Site is Set (2015)

After the success of Site is Set (2014) Field Theory spent most of 2015 grappling with logistical challenges such as ‘would Eureka Tower management sign off on someone running up their stairwell to the very top?’ and ‘why aren’t the Calder Park Speedway bosses getting back to us about taking 100 cars in formation onto their site?’.

Over four weeks four artists presented spectacles, intimate exchanges, endurance performances and interventions at a V8 Supercar track, The largest building in Melbourne, A private home and a Suburban Dance Competition.

Field Theory won a Green Room Award for Curatorial Contribution to Contemporary Performance for Site is Set (2015).

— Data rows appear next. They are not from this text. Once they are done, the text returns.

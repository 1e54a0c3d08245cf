use std::cmp::Ordering;

use serde::Serialize;

use super::{DomResult, Document, NodeId, char_to_byte_idx};
use crate::error::StructureError;

/// A `(node, offset)` pair. Offsets count characters inside text nodes and
/// children inside elements.
#[derive(Clone, Copy, Debug, PartialEq, Eq, Serialize)]
pub struct BoundaryPoint {
    pub node: NodeId,
    pub offset: usize,
}

impl BoundaryPoint {
    pub fn new(node: NodeId, offset: usize) -> Self {
        Self { node, offset }
    }
}

impl Document {
    pub fn compare_points(&self, a: BoundaryPoint, b: BoundaryPoint) -> Ordering {
        if a.node == b.node {
            return a.offset.cmp(&b.offset);
        }
        if self.tree_order(a.node, b.node) == Ordering::Greater {
            return self.compare_points(b, a).reverse();
        }
        if self.contains(a.node, b.node) {
            let mut child = b.node;
            while let Some(parent) = self.parent(child) {
                if parent == a.node {
                    break;
                }
                child = parent;
            }
            if self.index_in_parent(child).unwrap_or(0) < a.offset {
                return Ordering::Greater;
            }
        }
        Ordering::Less
    }

    pub fn common_ancestor(&self, a: NodeId, b: NodeId) -> Option<NodeId> {
        std::iter::once(a)
            .chain(self.ancestors(a))
            .find(|candidate| self.contains(*candidate, b))
    }

    fn is_contained(&self, node: NodeId, start: BoundaryPoint, end: BoundaryPoint) -> bool {
        let before = BoundaryPoint::new(node, 0);
        let after = BoundaryPoint::new(node, self.node_length(node));
        self.compare_points(before, start) == Ordering::Greater
            && self.compare_points(after, end) == Ordering::Less
    }

    /// Moves everything between `start` and `end` into a new detached
    /// fragment. Partially selected ancestors are split, leaving shallow
    /// clones in the fragment. Returns the fragment and the collapsed point
    /// where the contents used to be.
    pub fn extract_contents(
        &mut self,
        start: BoundaryPoint,
        end: BoundaryPoint,
    ) -> DomResult<(NodeId, BoundaryPoint)> {
        let fragment = self.create_fragment();
        if start == end || self.compare_points(start, end) == Ordering::Greater {
            return Ok((fragment, start));
        }

        if start.node == end.node && self.is_text(start.node) {
            let text = self.text(start.node).unwrap_or_default().to_string();
            let from = char_to_byte_idx(&text, start.offset);
            let to = char_to_byte_idx(&text, end.offset);
            let clone = self.create_text(&text[from..to]);
            self.append_child(fragment, clone)?;
            self.set_text(start.node, &format!("{}{}", &text[..from], &text[to..]));
            return Ok((fragment, start));
        }

        let common = self
            .common_ancestor(start.node, end.node)
            .ok_or(StructureError::Detached(start.node))?;

        let child_of_common = |document: &Document, node: NodeId| -> NodeId {
            let mut current = node;
            while let Some(parent) = document.parent(current) {
                if parent == common {
                    break;
                }
                current = parent;
            }
            current
        };

        let first_partial = if self.contains(start.node, end.node) {
            None
        } else {
            Some(child_of_common(self, start.node))
        };
        let last_partial = if self.contains(end.node, start.node) {
            None
        } else {
            Some(child_of_common(self, end.node))
        };
        let contained: Vec<NodeId> = self
            .children(common)
            .iter()
            .copied()
            .filter(|child| self.is_contained(*child, start, end))
            .collect();

        let collapse = if self.contains(start.node, end.node) {
            start
        } else {
            let mut reference = start.node;
            while let Some(parent) = self.parent(reference) {
                if self.contains(parent, end.node) {
                    break;
                }
                reference = parent;
            }
            let parent = self
                .parent(reference)
                .ok_or(StructureError::Detached(reference))?;
            BoundaryPoint::new(parent, self.index_in_parent(reference).unwrap_or(0) + 1)
        };

        if let Some(first) = first_partial {
            if self.is_text(first) {
                let text = self.text(first).unwrap_or_default().to_string();
                let from = char_to_byte_idx(&text, start.offset);
                let clone = self.create_text(&text[from..]);
                self.append_child(fragment, clone)?;
                self.set_text(first, &text[..from]);
            } else {
                let clone = self.clone_node(first, false);
                self.append_child(fragment, clone)?;
                let limit = BoundaryPoint::new(first, self.node_length(first));
                let (inner, _) = self.extract_contents(start, limit)?;
                self.move_children(inner, clone)?;
            }
        }

        for child in contained {
            self.append_child(fragment, child)?;
        }

        if let Some(last) = last_partial {
            if self.is_text(last) {
                let text = self.text(last).unwrap_or_default().to_string();
                let to = char_to_byte_idx(&text, end.offset);
                let clone = self.create_text(&text[..to]);
                self.append_child(fragment, clone)?;
                self.set_text(last, &text[to..]);
            } else {
                let clone = self.clone_node(last, false);
                self.append_child(fragment, clone)?;
                let (inner, _) = self.extract_contents(BoundaryPoint::new(last, 0), end)?;
                self.move_children(inner, clone)?;
            }
        }

        Ok((fragment, collapse))
    }

    /// Inserts `node` (or a fragment's children) at `point`, splitting a text
    /// node when the point falls inside one.
    pub fn insert_at(&mut self, point: BoundaryPoint, node: NodeId) -> DomResult<()> {
        if self.is_text(point.node) {
            let parent = self
                .parent(point.node)
                .ok_or(StructureError::Detached(point.node))?;
            let length = self.node_length(point.node);
            if point.offset == 0 {
                return self.insert_before(parent, node, Some(point.node));
            }
            if point.offset >= length {
                let reference = self.next_sibling(point.node);
                return self.insert_before(parent, node, reference);
            }
            let remainder = self.split_text(point.node, point.offset)?;
            return self.insert_before(parent, node, Some(remainder));
        }
        let reference = self.children(point.node).get(point.offset).copied();
        self.insert_before(point.node, node, reference)
    }

    /// Deletes everything between the two points and returns the collapse
    /// point.
    pub fn delete_contents(
        &mut self,
        start: BoundaryPoint,
        end: BoundaryPoint,
    ) -> DomResult<BoundaryPoint> {
        let (_, collapse) = self.extract_contents(start, end)?;
        Ok(collapse)
    }
}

Site is Set (2015) was curated by Jason Maling, Lara Thoms, Martyn Coutts and Jackson Castiglione with Producer Anna Schoo.

Mish Grigor | The Talk

My brother came out after an episode of ‘The L Word’. As the credits closed on Carmen going down on a leggy blonde in a nightclub, he said, “I’m like that. I do that.” My mother and I looked at each other, confused. “Cunnilingis?” I offered, and laughed. “No!” He said, standing up and rolling up his blanket. “Gay. I do gay. I’m gay. I do gay sex.”

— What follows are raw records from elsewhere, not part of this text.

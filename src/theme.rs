use ratatui::style::{Color, Modifier, Style};

/// Colors used by the terminal host.
#[derive(Clone, Debug)]
pub struct Theme {
    pub background: Color,

    /// Status bar colors
    pub status_bar_fg: Color,
    pub status_bar_bg: Color,

    /// Color for the current file name in the status bar
    pub filename_color: Color,

    /// Foreground color for hashtags and urls
    pub link_color: Color,

    /// Marker drawn in front of quoted lines
    pub quote_color: Color,

    /// List bullets and numbers
    pub marker_color: Color,

    /// Divider rule and image/custom placeholders
    pub placeholder_fg: Color,

    /// Color for text without an explicit color
    pub text_color: Color,
}

impl Default for Theme {
    fn default() -> Self {
        Self {
            background: Color::Reset,
            status_bar_fg: Color::White,
            status_bar_bg: Color::Blue,
            filename_color: Color::LightYellow,
            link_color: Color::Blue,
            quote_color: Color::DarkGray,
            marker_color: Color::Cyan,
            placeholder_fg: Color::Gray,
            text_color: Color::Reset,
        }
    }
}

impl Theme {
    pub fn new() -> Self {
        Self::default()
    }

    pub fn status_bar_style(&self) -> Style {
        Style::default()
            .fg(self.status_bar_fg)
            .bg(self.status_bar_bg)
    }

    pub fn filename_style(&self) -> Style {
        Style::default().fg(self.filename_color)
    }

    pub fn text_style(&self) -> Style {
        Style::default().fg(self.text_color).bg(self.background)
    }

    /// Hashtags and urls
    pub fn link_style(&self) -> Style {
        Style::default()
            .fg(self.link_color)
            .add_modifier(Modifier::UNDERLINED)
    }

    pub fn quote_style(&self) -> Style {
        Style::default().fg(self.quote_color)
    }

    pub fn marker_style(&self) -> Style {
        Style::default().fg(self.marker_color)
    }

    pub fn placeholder_style(&self) -> Style {
        Style::default()
            .fg(self.placeholder_fg)
            .add_modifier(Modifier::DIM)
    }
}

Mish Grigor’s ‘The Talk’ was a terribly undomesticated evening. It was an account of what happens when you start talking about sex with your family, what ‘the talk’ is, and what it shouldn’t be.

Lead Artist | Mish Grigor

Matt Prest | Running Up a Skyscraper

Matt Prest ran up the Eureka Tower as fast as he could. When he got to the top, he was in some pain and out of breath. According to those who do this kind of thing on a regular basis, his lungs hurt as much as his legs, as his body went through a 20 minute condensed version of a triathlon. At the top, he presented a significant performance lecture, ‘Running Up A Skyscraper’. The audience took the lift.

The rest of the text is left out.